• Goal of the exercise: Among these entries, how many lines have the string "interpreter" in them? Only the number is needed.

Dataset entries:
= = = =

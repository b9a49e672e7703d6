//! PocketCalc application

use std::path::PathBuf;

use egui::{Context, Event, Key};
use pocketcore::theme::PocketColors;
use pocketcore::{
    dispatch, dispatch_all, CalculatorState, LayoutMode, PocketTheme, Preferences, Token,
};

/// Keypad labels, row by row.
const KEYPAD: [[&str; 4]; 4] = [
    ["7", "8", "9", "/"],
    ["4", "5", "6", "*"],
    ["1", "2", "3", "-"],
    ["0", "C", "=", "+"],
];

/// Largest key edge, in points.
const MAX_KEY_SIZE: f32 = 96.0;
const MIN_KEY_SIZE: f32 = 32.0;

pub struct PocketCalcApp {
    state: CalculatorState,
    prefs: Preferences,
    prefs_path: PathBuf,
    theme: PocketTheme,
    show_about: bool,
}

impl PocketCalcApp {
    pub fn new(_cc: &eframe::CreationContext<'_>, prefs: Preferences, prefs_path: PathBuf) -> Self {
        Self {
            state: CalculatorState::new(),
            prefs,
            prefs_path,
            theme: PocketTheme::default(),
            show_about: false,
        }
    }

    fn press(&mut self, token: Token) {
        let state = std::mem::take(&mut self.state);
        self.state = dispatch(state, token);
    }

    fn set_layout(&mut self, layout: LayoutMode) {
        if self.prefs.layout == layout {
            return;
        }
        self.prefs.layout = layout;
        self.save_prefs();
    }

    fn step_font_size(&mut self, steps: i32) {
        self.prefs.step_display_font_size(steps);
        self.save_prefs();
    }

    fn save_prefs(&self) {
        if let Err(err) = self.prefs.save(&self.prefs_path) {
            tracing::warn!(%err, "could not save preferences");
        }
    }

    fn handle_keys(&mut self, ctx: &Context) {
        let tokens = ctx.input(|i| key_tokens(&i.events));
        if tokens.is_empty() {
            return;
        }
        let state = std::mem::take(&mut self.state);
        self.state = dispatch_all(state, tokens);
    }

    fn render_display(&self, ui: &mut egui::Ui) {
        let font_size = self.prefs.display_font_size;
        egui::Frame::none()
            .fill(PocketColors::BACKGROUND)
            .inner_margin(egui::Margin::symmetric(4.0, 8.0))
            .show(ui, |ui| {
                ui.set_min_height(font_size * 1.4);
                ui.with_layout(egui::Layout::right_to_left(egui::Align::Center), |ui| {
                    ui.add(
                        egui::Label::new(
                            egui::RichText::new(self.state.display())
                                .font(egui::FontId::proportional(font_size))
                                .color(PocketColors::DISPLAY_TEXT),
                        )
                        .truncate(true),
                    );
                });
            });
    }

    /// Draw the keypad and return the key pressed this frame, if any.
    fn render_keypad(&self, ui: &mut egui::Ui) -> Option<Token> {
        let spacing = ui.spacing().item_spacing.x;
        let side = ((ui.available_width() - 3.0 * spacing) / 4.0).clamp(MIN_KEY_SIZE, MAX_KEY_SIZE);
        let mut pressed = None;

        for row in KEYPAD {
            ui.horizontal(|ui| {
                for label in row {
                    let Some(token) = Token::from_label(label) else {
                        continue;
                    };
                    let key = egui::Button::new(
                        egui::RichText::new(label)
                            .size(self.theme.font_size_key)
                            .color(PocketColors::KEY_TEXT),
                    )
                    .fill(PocketTheme::key_fill(token.is_digit()));
                    if ui.add_sized([side, side], key).clicked() {
                        pressed = Some(token);
                    }
                }
            });
        }
        pressed
    }

    fn render_about(&mut self, ctx: &Context) {
        egui::Window::new("about calculator")
            .collapsible(false)
            .resizable(false)
            .default_width(240.0)
            .show(ctx, |ui| {
                ui.vertical_centered(|ui| {
                    ui.heading("calculator");
                    ui.label(concat!("version ", env!("CARGO_PKG_VERSION")));
                });
                ui.separator();
                ui.label("keys: 0-9 + - * / = Enter C Esc");
                ui.vertical_centered(|ui| {
                    if ui.button("ok").clicked() {
                        self.show_about = false;
                    }
                });
            });
    }
}

impl eframe::App for PocketCalcApp {
    fn update(&mut self, ctx: &Context, _frame: &mut eframe::Frame) {
        self.handle_keys(ctx);

        egui::TopBottomPanel::top("menu").show(ctx, |ui| {
            egui::menu::bar(ui, |ui| {
                ui.menu_button("view", |ui| {
                    for layout in LayoutMode::ALL {
                        let selected = self.prefs.layout == layout;
                        if ui.selectable_label(selected, layout.name()).clicked() {
                            self.set_layout(layout);
                            ui.close_menu();
                        }
                    }
                    ui.separator();
                    if ui.button("larger text").clicked() {
                        self.step_font_size(1);
                    }
                    if ui.button("smaller text").clicked() {
                        self.step_font_size(-1);
                    }
                });
                ui.menu_button("help", |ui| {
                    if ui.button("about").clicked() {
                        self.show_about = true;
                        ui.close_menu();
                    }
                });
            });
        });

        let screen = ctx.screen_rect();
        let landscape = self.prefs.layout.is_landscape(screen.width(), screen.height());

        let mut pressed = None;
        egui::CentralPanel::default()
            .frame(self.theme.panel_frame())
            .show(ctx, |ui| {
                if landscape {
                    ui.columns(2, |cols| {
                        cols[0].with_layout(egui::Layout::top_down(egui::Align::Min), |ui| {
                            ui.add_space(ui.available_height() / 3.0);
                            self.render_display(ui);
                        });
                        pressed = self.render_keypad(&mut cols[1]);
                    });
                } else {
                    self.render_display(ui);
                    ui.add_space(16.0);
                    pressed = self.render_keypad(ui);
                }
            });
        if let Some(token) = pressed {
            self.press(token);
        }

        if self.show_about {
            self.render_about(ctx);
        }
    }
}

/// Translate raw keyboard events into calculator tokens.
///
/// Characters arrive as text so shifted symbols (`*`, `+`) map correctly.
/// Pasted text is replayed the same way. Enter and Escape produce no text
/// and are matched as keys.
fn key_tokens(events: &[Event]) -> Vec<Token> {
    let mut tokens = Vec::new();
    for event in events {
        match event {
            Event::Text(text) | Event::Paste(text) => {
                tokens.extend(
                    text.chars()
                        .filter_map(|c| Token::from_label(&c.to_ascii_uppercase().to_string())),
                );
            }
            Event::Key { key: Key::Enter, pressed: true, .. } => tokens.push(Token::Equals),
            Event::Key { key: Key::Escape, pressed: true, .. } => tokens.push(Token::Clear),
            _ => {}
        }
    }
    tokens
}
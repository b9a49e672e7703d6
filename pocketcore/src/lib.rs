//! pocketcore — engine and shared pieces of the pocket calculator
//!
//! Front ends own one [`CalculatorState`], turn each button press into a
//! [`Token`], pass both to [`dispatch`] and render the returned state's
//! display text.

pub mod evaluator;
pub mod interpreter;
pub mod state;
pub mod storage;
pub mod theme;
pub mod token;

pub use evaluator::{evaluate, EvaluationError, ERROR_MARKER};
pub use interpreter::{dispatch, dispatch_all};
pub use state::CalculatorState;
pub use storage::{LayoutMode, Preferences};
pub use theme::PocketTheme;
pub use token::{Digit, Operator, Token};
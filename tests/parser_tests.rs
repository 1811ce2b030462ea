use chrono::{TimeZone, Utc};
use ideascope::parser::{self, LineFormat};

#[test]
fn parse_json_line_maps_known_keys() {
    let line = r#"{"title":"Pet sitter marketplace","category":"Pets","description":"Book vetted sitters","problem":"Finding trusted sitters is hard","date":"2024-03-05","status":"mvp"}"#;
    let idea = parser::parse_idea_line(line).expect("idea");
    assert_eq!(idea.format, LineFormat::Json);
    assert_eq!(idea.title, "Pet sitter marketplace");
    assert_eq!(idea.category, "Pets");
    assert_eq!(idea.description.as_deref(), Some("Book vetted sitters"));
    assert_eq!(idea.problem.as_deref(), Some("Finding trusted sitters is hard"));
    assert_eq!(idea.status.as_deref(), Some("mvp"));
    assert_eq!(idea.date, Some(Utc.with_ymd_and_hms(2024, 3, 5, 0, 0, 0).unwrap()));
    assert!(idea.keywords.contains("pet"));
    assert!(idea.keywords.contains("marketplace"));
    assert_eq!(idea.raw, line);
}

#[test]
fn parse_json_line_accepts_alternate_keys() {
    let line = r#"{"startup_idea":"Invoice chaser","industry":"Fintech","problem_to_solve":"Freelancers wait months for payment"}"#;
    let idea = parser::parse_idea_line(line).unwrap();
    assert_eq!(idea.format, LineFormat::Json);
    assert_eq!(idea.title, "Invoice chaser");
    assert_eq!(idea.category, "Fintech");
    assert_eq!(idea.problem.as_deref(), Some("Freelancers wait months for payment"));
}

#[test]
fn json_without_category_defaults_to_general() {
    let idea = parser::parse_idea_line(r#"{"idea":"Dog park finder"}"#).unwrap();
    assert_eq!(idea.title, "Dog park finder");
    assert_eq!(idea.category, "general");
    assert!(idea.problem.is_none());
}

#[test]
fn parse_named_pipe_fields() {
    let line = "startup_idea: AI bookkeeping | problem_to_solve: Small firms waste hours on receipts | target_customers: accountants | Email: a@b.co";
    let idea = parser::parse_idea_line(line).unwrap();
    assert_eq!(idea.format, LineFormat::PipeNamed);
    assert_eq!(idea.title, "AI bookkeeping");
    assert_eq!(idea.problem.as_deref(), Some("Small firms waste hours on receipts"));
    assert_eq!(idea.customer.as_deref(), Some("accountants"));
    assert_eq!(idea.email.as_deref(), Some("a@b.co"));
    assert_eq!(idea.category, "general");
}

#[test]
fn parse_simple_pipe_positional() {
    let idea = parser::parse_idea_line("Pet sitter marketplace|Pets|Book vetted sitters nearby").unwrap();
    assert_eq!(idea.format, LineFormat::Pipe);
    assert_eq!(idea.title, "Pet sitter marketplace");
    assert_eq!(idea.category, "Pets");
    assert_eq!(idea.description.as_deref(), Some("Book vetted sitters nearby"));
}

#[test]
fn parse_tab_positional() {
    let idea = parser::parse_idea_line("Meal planner\tFood\tWeekly plans for busy parents").unwrap();
    assert_eq!(idea.format, LineFormat::Tab);
    assert_eq!(idea.title, "Meal planner");
    assert_eq!(idea.category, "Food");
    assert_eq!(idea.description.as_deref(), Some("Weekly plans for busy parents"));
}

#[test]
fn line_with_tab_and_pipe_routes_to_pipe() {
    let idea = parser::parse_idea_line("Meal planner|Food\tWeekly plans").unwrap();
    assert_eq!(idea.format, LineFormat::Pipe);
    assert_eq!(idea.title, "Meal planner");
}

#[test]
fn parse_csv_positional() {
    let idea = parser::parse_idea_line("Invoice chaser,Fintech,Automated reminders for unpaid invoices").unwrap();
    assert_eq!(idea.format, LineFormat::Csv);
    assert_eq!(idea.title, "Invoice chaser");
    assert_eq!(idea.category, "Fintech");
    assert_eq!(idea.description.as_deref(), Some("Automated reminders for unpaid invoices"));
}

#[test]
fn quoted_csv_fields_keep_embedded_commas() {
    let idea = parser::parse_idea_line(r#""Tutor match, for kids",Edtech,"Find tutors, fast""#).unwrap();
    assert_eq!(idea.format, LineFormat::Csv);
    assert_eq!(idea.title, "Tutor match, for kids");
    assert_eq!(idea.category, "Edtech");
}

#[test]
fn prose_with_commas_falls_through_to_text() {
    let line = "Helps dog owners find parks, which is hard to do in big cities.";
    let idea = parser::parse_idea_line(line).unwrap();
    assert_eq!(idea.format, LineFormat::Text);
    assert_eq!(idea.title, line);
    assert_eq!(idea.category, "general");
    assert_eq!(
        idea.problem.as_deref(),
        Some("Helps dog owners find parks, which is hard to do in big cities")
    );
}

#[test]
fn plain_text_without_pain_has_no_problem() {
    let idea = parser::parse_idea_line("  AI agent for dentists  ").unwrap();
    assert_eq!(idea.format, LineFormat::Text);
    assert_eq!(idea.title, "AI agent for dentists");
    assert_eq!(idea.category, "general");
    assert!(idea.problem.is_none());
}

#[test]
fn labeled_problem_is_extracted_from_text() {
    let idea = parser::parse_idea_line("Dog walker app. Problem: owners cannot find walkers fast").unwrap();
    assert_eq!(idea.problem.as_deref(), Some("owners cannot find walkers fast"));
}

#[test]
fn blank_lines_yield_none() {
    assert!(parser::parse_idea_line("").is_none());
    assert!(parser::parse_idea_line("   \t  ").is_none());
}

#[test]
fn date_embedded_in_delimited_line_is_detected() {
    let idea = parser::parse_idea_line("Meal planner|Food|added 2024-03-05").unwrap();
    assert_eq!(idea.date, Some(Utc.with_ymd_and_hms(2024, 3, 5, 0, 0, 0).unwrap()));
}

#[test]
fn title_and_category_survive_each_positional_format() {
    let cases = [
        ("Escrow for freelancers", "Fintech", '|', LineFormat::Pipe),
        ("Escrow for freelancers", "Fintech", '\t', LineFormat::Tab),
        ("Escrow for freelancers", "Fintech", ',', LineFormat::Csv),
    ];
    for (title, category, sep, format) in cases {
        let line = format!("{}{}{}{}Holds funds until delivery", title, sep, category, sep);
        let idea = parser::parse_idea_line(&line).unwrap();
        assert_eq!(idea.format, format, "format for {:?}", sep);
        let rebuilt = format!("{}{}{}", idea.title, sep, idea.category);
        assert_eq!(rebuilt, format!("{}{}{}", title, sep, category));
    }

    let json = serde_json::json!({"title": "Escrow for freelancers", "category": "Fintech"}).to_string();
    let idea = parser::parse_idea_line(&json).unwrap();
    assert_eq!((idea.title.as_str(), idea.category.as_str()), ("Escrow for freelancers", "Fintech"));
}

#[test]
fn parse_idea_lines_keeps_order_and_skips_blanks() {
    let text = "First idea|ai\n\nSecond idea|saas\n   \nThird idea";
    let ideas = parser::parse_idea_lines(text);
    let titles: Vec<&str> = ideas.iter().map(|i| i.title.as_str()).collect();
    assert_eq!(titles, vec!["First idea", "Second idea", "Third idea"]);
}
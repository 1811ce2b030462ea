use ideascope::keywords::{extract_keywords, extract_meaningful_keywords};

#[test]
fn vocabulary_terms_and_raw_tokens_are_combined() {
    let kws = extract_keywords("AI agents for pet owners");
    for expected in ["ai", "agent", "pet", "agents", "for", "owners"] {
        assert!(kws.contains(expected), "missing {}", expected);
    }
}

#[test]
fn vocabulary_matches_are_plain_substrings() {
    // "ai" is a substring of "chair"
    let kws = extract_keywords("Ergonomic chair rental");
    assert!(kws.contains("ai"));
}

#[test]
fn short_tokens_are_dropped_and_output_is_lowercase() {
    let kws = extract_keywords("An UI kit");
    assert!(kws.contains("kit"));
    assert!(!kws.contains("an"));
    assert!(!kws.contains("ui"));
    assert!(kws.iter().all(|k| k.chars().all(|c| !c.is_uppercase())));
}

#[test]
fn empty_text_has_no_keywords() {
    assert!(extract_keywords("").is_empty());
    assert!(extract_keywords("   ").is_empty());
}

#[test]
fn meaningful_keywords_keep_long_words_and_whitelist() {
    let kws = extract_meaningful_keywords("Freelancers struggle to track unpaid invoices and cost overruns");
    for expected in ["freelancers", "struggle", "track", "unpaid", "invoices", "cost", "overruns"] {
        assert!(kws.contains(expected), "missing {}", expected);
    }
    assert!(!kws.contains("and"));
    assert!(!kws.contains("to"));
}

#[test]
fn meaningful_keywords_drop_stop_words() {
    let kws = extract_meaningful_keywords("People really waste hours because nothing works");
    assert!(!kws.contains("people"));
    assert!(!kws.contains("really"));
    assert!(!kws.contains("because"));
    assert!(!kws.contains("nothing"));
    assert!(kws.contains("waste"));
    assert!(kws.contains("hours"));
    assert!(kws.contains("works"));
}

= = = =

• Exercise result: 2